Background: The calculation of extracellular volume (ECV) in cardiac magnetic resonance requires hematocrit, limiting its applicability in clinical practice. Based on the linear relationship between hematocrit and blood T1 relaxivity, a synthetic ECV could be estimated without a blood sample. We aim to develop and test regression models for synthetic ECV without blood sampling in 1.5-T and 3.0-T scanners.

Methods: A total of 1101 subjects who underwent cardiac magnetic resonance scanning with native and postcontrast T1 mapping and venous hematocrit within 24 hours were retrospectively enrolled. Subjects were randomly split into derivation (n=550) and validation (n=551) subgroups for each scanner. Different regression models were derived controlling for sex, field strength, and left ventricle/right ventricle blood pool and validated in the validation group. We performed additional validation analyses in subgroups of patients with histological validation (n=17), amyloidosis (n=29), anemia (n=185), and reduced ejection fraction (n=322).

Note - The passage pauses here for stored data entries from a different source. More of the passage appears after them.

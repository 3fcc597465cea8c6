//! Bound and connected session collections

use super::state::{Collection, Session};
use crate::bus::DeviceId;
use crate::error::{SerialBusError, SerialBusResult};

/// Two ordered collections of session records, keyed by device path.
///
/// The registry only stores records. Releasing what a record owns is the
/// job of `PortManager::teardown`.
#[derive(Debug)]
pub struct SessionRegistry {
    bound: Vec<Session>,
    connected: Vec<Session>,
    unique_devices: bool,
}

impl SessionRegistry {
    /// `unique_devices` rejects a device path already present in either
    /// collection. Without it, inserts are unchecked.
    pub fn new(unique_devices: bool) -> Self {
        Self {
            bound: Vec::new(),
            connected: Vec::new(),
            unique_devices,
        }
    }

    fn list(&self, collection: Collection) -> &Vec<Session> {
        match collection {
            Collection::Bound => &self.bound,
            Collection::Connected => &self.connected,
        }
    }

    fn list_mut(&mut self, collection: Collection) -> &mut Vec<Session> {
        match collection {
            Collection::Bound => &mut self.bound,
            Collection::Connected => &mut self.connected,
        }
    }

    /// Check whether `device` may be inserted
    pub fn check_available(&self, device: &str) -> SerialBusResult<()> {
        if self.unique_devices && self.contains(device) {
            return Err(SerialBusError::DeviceInUse(device.to_string()));
        }
        Ok(())
    }

    /// Append to the bound collection. On rejection the session is handed
    /// back so the caller can release it.
    pub fn insert_bound(&mut self, session: Session) -> Result<(), (SerialBusError, Session)> {
        self.insert(Collection::Bound, session)
    }

    /// Append to the connected collection. On rejection the session is
    /// handed back so the caller can release it.
    pub fn insert_connected(&mut self, session: Session) -> Result<(), (SerialBusError, Session)> {
        self.insert(Collection::Connected, session)
    }

    fn insert(
        &mut self,
        collection: Collection,
        session: Session,
    ) -> Result<(), (SerialBusError, Session)> {
        if let Err(e) = self.check_available(&session.device) {
            return Err((e, session));
        }
        self.list_mut(collection).push(session);
        Ok(())
    }

    pub fn find(&self, collection: Collection, device: &str) -> Option<&Session> {
        self.list(collection).iter().find(|s| s.device == device)
    }

    pub fn find_by_object_path(&self, path: &str) -> Option<(Collection, &Session)> {
        [Collection::Bound, Collection::Connected]
            .into_iter()
            .find_map(|collection| {
                self.list(collection)
                    .iter()
                    .find(|s| s.object_path.as_deref() == Some(path))
                    .map(|s| (collection, s))
            })
    }

    /// Detach a record without releasing anything it owns
    pub fn remove(&mut self, collection: Collection, device: &str) -> Option<Session> {
        let list = self.list_mut(collection);
        let index = list.iter().position(|s| s.device == device)?;
        Some(list.remove(index))
    }

    /// Detach a record by its serial number
    pub fn remove_serial(&mut self, collection: Collection, serial: u64) -> Option<Session> {
        let list = self.list_mut(collection);
        let index = list.iter().position(|s| s.serial == serial)?;
        Some(list.remove(index))
    }

    /// Detach every record of a collection
    pub fn take_all(&mut self, collection: Collection) -> Vec<Session> {
        std::mem::take(self.list_mut(collection))
    }

    /// Whether a record in either collection owns `id`
    pub fn holds_id(&self, id: DeviceId) -> bool {
        self.bound.iter().chain(&self.connected).any(|s| s.id == id)
    }

    /// Whether a device path may appear only once across both collections
    pub fn unique_devices(&self) -> bool {
        self.unique_devices
    }

    /// Whether `device` is present in either collection
    pub fn contains(&self, device: &str) -> bool {
        self.find(Collection::Bound, device).is_some()
            || self.find(Collection::Connected, device).is_some()
    }

    pub fn len(&self, collection: Collection) -> usize {
        self.list(collection).len()
    }

    pub fn is_empty(&self) -> bool {
        self.bound.is_empty() && self.connected.is_empty()
    }

    pub fn iter(&self, collection: Collection) -> impl Iterator<Item = &Session> {
        self.list(collection).iter()
    }
}
//! Error types for serialbus
//!
//! All modules use `SerialBusResult<T>` as their return type.

use std::path::PathBuf;
use thiserror::Error;

/// Result type alias for serialbus operations
pub type SerialBusResult<T> = Result<T, SerialBusError>;

/// All errors that can occur in serialbus
#[derive(Error, Debug)]
pub enum SerialBusError {
    // Session errors
    #[error("No such port: {0}")]
    NotFound(String),

    #[error("{requester} is not the owner of {device}")]
    Forbidden { device: String, requester: String },

    #[error("Device already in use: {0}")]
    DeviceInUse(String),

    #[error("No free RFCOMM device id (limit {limit})")]
    NoFreeDevice { limit: u16 },

    // Bus errors
    #[error("Failed to register {path}: {reason}")]
    Registration { path: String, reason: String },

    #[error("Bus out of resources while {0}")]
    ResourceExhausted(String),

    #[error("Unknown method {interface}.{method}")]
    UnknownMethod { interface: String, method: String },

    // Input errors
    #[error("Invalid Bluetooth address: {0}")]
    InvalidAddress(String),

    #[error("Invalid request: {0}")]
    InvalidRequest(String),

    // Configuration errors
    #[error("Invalid configuration at {path}: {reason}")]
    ConfigInvalid { path: PathBuf, reason: String },

    #[error("Failed to create config directory {path}: {source}")]
    ConfigDirCreate {
        path: PathBuf,
        #[source]
        source: std::io::Error,
    },

    // IO errors
    #[error("IO error: {context}")]
    Io {
        context: String,
        #[source]
        source: std::io::Error,
    },

    // Serialization errors
    #[error("JSON error: {0}")]
    Json(#[from] serde_json::Error),

    #[error("TOML parse error: {0}")]
    TomlParse(#[from] toml::de::Error),

    #[error("TOML serialize error: {0}")]
    TomlSerialize(#[from] toml::ser::Error),
}

impl SerialBusError {
    /// Create an IO error with context
    pub fn io(context: impl Into<String>, source: std::io::Error) -> Self {
        Self::Io {
            context: context.into(),
            source,
        }
    }

    /// Create a registration error for a bus object path
    pub fn registration(path: impl Into<String>, reason: impl Into<String>) -> Self {
        Self::Registration {
            path: path.into(),
            reason: reason.into(),
        }
    }

    /// Stable machine-readable error code, used in daemon replies
    pub fn code(&self) -> &'static str {
        match self {
            Self::NotFound(_) => "not-found",
            Self::Forbidden { .. } => "forbidden",
            Self::DeviceInUse(_) => "device-in-use",
            Self::NoFreeDevice { .. } => "no-free-device",
            Self::Registration { .. } => "registration-failure",
            Self::ResourceExhausted(_) => "resource-exhaustion",
            Self::UnknownMethod { .. } => "unknown-method",
            Self::InvalidAddress(_) | Self::InvalidRequest(_) => "invalid-request",
            Self::ConfigInvalid { .. } | Self::ConfigDirCreate { .. } => "config",
            Self::Io { .. } => "io",
            Self::Json(_) | Self::TomlParse(_) | Self::TomlSerialize(_) => "serialization",
        }
    }

    /// Check if the same request may succeed later, once ports are released
    pub fn is_retryable(&self) -> bool {
        matches!(
            self,
            Self::ResourceExhausted(_) | Self::NoFreeDevice { .. } | Self::Registration { .. }
        )
    }

    /// Get actionable hint for the error
    pub fn hint(&self) -> Option<&'static str> {
        match self {
            Self::Forbidden { .. } => {
                Some("Only the bus client that connected a port may disconnect it")
            }
            Self::NoFreeDevice { .. } => Some("Release an RFCOMM port or raise serial.max_devices"),
            Self::ConfigInvalid { .. } => Some("Run: serialbus config init --force"),
            _ => None,
        }
    }
}

#[cfg(test)]
mod tests {
    use super::*;

    #[test]
    fn error_display() {
        let err = SerialBusError::Forbidden {
            device: "/dev/rfcomm0".to_string(),
            requester: ":1.42".to_string(),
        };
        assert_eq!(err.to_string(), ":1.42 is not the owner of /dev/rfcomm0");
    }

    #[test]
    fn error_codes() {
        assert_eq!(SerialBusError::NotFound("x".into()).code(), "not-found");
        assert_eq!(
            SerialBusError::registration("/org/bluez/serial/rfcomm0", "no memory").code(),
            "registration-failure"
        );
        assert_eq!(
            SerialBusError::ResourceExhausted("creating object".into()).code(),
            "resource-exhaustion"
        );
    }

    #[test]
    fn error_hint() {
        let err = SerialBusError::NoFreeDevice { limit: 4 };
        assert!(err.hint().unwrap().contains("max_devices"));
        assert!(SerialBusError::NotFound("x".into()).hint().is_none());
    }

    #[test]
    fn error_retryable() {
        assert!(SerialBusError::ResourceExhausted("x".into()).is_retryable());
        assert!(!SerialBusError::NotFound("x".into()).is_retryable());
    }
}
//! serialbus - RFCOMM serial port sessions on a message bus
//!
//! CLI entry point that dispatches to subcommands.

use clap::Parser;
use console::style;
use serialbus::cli::{Cli, Commands};
use serialbus::config::ConfigManager;
use serialbus::error::SerialBusResult;
use std::process::ExitCode;
use tracing::debug;
use tracing_subscriber::EnvFilter;

#[tokio::main]
async fn main() -> ExitCode {
    match run().await {
        Ok(()) => ExitCode::SUCCESS,
        Err(e) => {
            eprintln!("{} {}", style("Error:").red().bold(), e);
            if let Some(hint) = e.hint() {
                eprintln!("{} {}", style("Hint:").yellow(), hint);
            }
            ExitCode::FAILURE
        }
    }
}

async fn run() -> SerialBusResult<()> {
    let cli = Cli::parse();

    let config_manager = if let Some(ref path) = cli.config {
        ConfigManager::with_path(path.clone())
    } else {
        ConfigManager::new()
    };
    let config = config_manager.load().await?;

    // 0 = warn, 1 = info, 2+ = debug
    let filter = match cli.verbose {
        0 => EnvFilter::new("serialbus=warn"),
        1 => EnvFilter::new("serialbus=info"),
        _ => EnvFilter::new("serialbus=debug"),
    };

    // stdout carries the daemon protocol, so logs go to stderr
    if config.general.log_format == "json" {
        tracing_subscriber::fmt()
            .json()
            .with_env_filter(filter)
            .with_writer(std::io::stderr)
            .init();
    } else {
        tracing_subscriber::fmt()
            .with_env_filter(filter)
            .with_target(false)
            .without_time()
            .with_writer(std::io::stderr)
            .init();
    }

    debug!("Using config at {}", config_manager.path().display());

    match cli.command {
        Commands::Serve(args) => serialbus::cli::commands::serve(args, &config).await,
        Commands::Interface(args) => serialbus::cli::commands::interface(args).await,
        Commands::Config(args) => {
            serialbus::cli::commands::config(args, &config, &config_manager).await
        }
    }
}
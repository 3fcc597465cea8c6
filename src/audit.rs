//! Audit trail of port lifecycle events
//!
//! Each event is appended as one JSON line to
//! `~/.local/state/serialbus/audit.log` when `general.audit_log` is on.

use crate::bus::{DeviceId, Trigger};
use crate::config::{schema::Config, ConfigManager};
use crate::session::TeardownCause;
use chrono::{DateTime, Utc};
use serde::Serialize;
use std::path::PathBuf;
use tokio::fs::OpenOptions;
use tokio::io::AsyncWriteExt;
use tracing::warn;

/// A port lifecycle change worth keeping a record of
#[derive(Debug, Clone, PartialEq, Eq, Serialize)]
#[serde(untagged)]
pub enum AuditEvent {
    Bound {
        id: DeviceId,
        device: String,
        path: String,
    },
    Connected {
        id: DeviceId,
        device: String,
        owner: String,
    },
    Disconnected {
        device: String,
        cause: TeardownCause,
    },
    Unregistered {
        path: String,
    },
    /// Connected ports torn down in bulk
    Released {
        count: usize,
        cause: TeardownCause,
    },
}

impl AuditEvent {
    /// A connected port ended because one of its watches fired
    pub fn watch_fired(device: impl Into<String>, trigger: Trigger) -> Self {
        Self::Disconnected {
            device: device.into(),
            cause: trigger.into(),
        }
    }

    pub fn name(&self) -> &'static str {
        match self {
            Self::Bound { .. } => "port.bound",
            Self::Connected { .. } => "port.connected",
            Self::Disconnected { .. } => "port.disconnected",
            Self::Unregistered { .. } => "port.unregistered",
            Self::Released { .. } => "port.released",
        }
    }
}

#[derive(Serialize)]
struct AuditRecord<'a> {
    timestamp: DateTime<Utc>,
    event: &'static str,
    data: &'a AuditEvent,
}

/// Appends audit events to a file
pub struct AuditLog {
    enabled: bool,
    path: PathBuf,
}

impl AuditLog {
    pub fn new(config: &Config) -> Self {
        Self::with_path(config.general.audit_log, ConfigManager::audit_log_path())
    }

    pub fn with_path(enabled: bool, path: PathBuf) -> Self {
        Self { enabled, path }
    }

    /// A logger that records nothing
    pub fn disabled() -> Self {
        Self::with_path(false, PathBuf::new())
    }

    /// Record `event`. Failures are logged and never reach the request
    /// being audited.
    pub async fn record(&self, event: &AuditEvent) {
        if !self.enabled {
            return;
        }

        let record = AuditRecord {
            timestamp: Utc::now(),
            event: event.name(),
            data: event,
        };
        let mut line = match serde_json::to_string(&record) {
            Ok(line) => line,
            Err(e) => {
                warn!("Failed to serialize {} audit event: {}", event.name(), e);
                return;
            }
        };
        line.push('\n');

        if let Err(e) = self.append(&line).await {
            warn!("Failed to write audit log {}: {}", self.path.display(), e);
        }
    }

    async fn append(&self, line: &str) -> std::io::Result<()> {
        if let Some(parent) = self.path.parent() {
            tokio::fs::create_dir_all(parent).await?;
        }

        let mut file = OpenOptions::new()
            .create(true)
            .append(true)
            .open(&self.path)
            .await?;
        file.write_all(line.as_bytes()).await?;
        file.flush().await
    }
}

Results: In the derivation group, 8 specific models and 2 common estimate models were derived. In the validation group, using specific models, synthetic ECV had high agreement with conventional ECV (R², 0.87; P<0.0001 and R², 0.88, P<0.0001; -0.16% and -0.10%, left ventricle and right ventricle model, respectively). Common models also performed well (R², 0.88; P<0.0001 and R², 0.89, P<0.0001; -0.21% and -0.18%, left ventricle and right ventricle model, respectively). Histological validation demonstrated equal performance of synthetic and measured ECV. Synthetic ECV as calculated by the common model showed a bias in the anemia cohort significantly reduced by the specific model (-2.45 to -1.28, right ventricle common and specific model, respectively).

Conclusions: Synthetic ECV provided a promising way to calculate ECV without blood sampling. Specific models could provide the most accurate value, while common models could be more suitable in routine clinical practice because of their simplicity while maintaining adequate accuracy.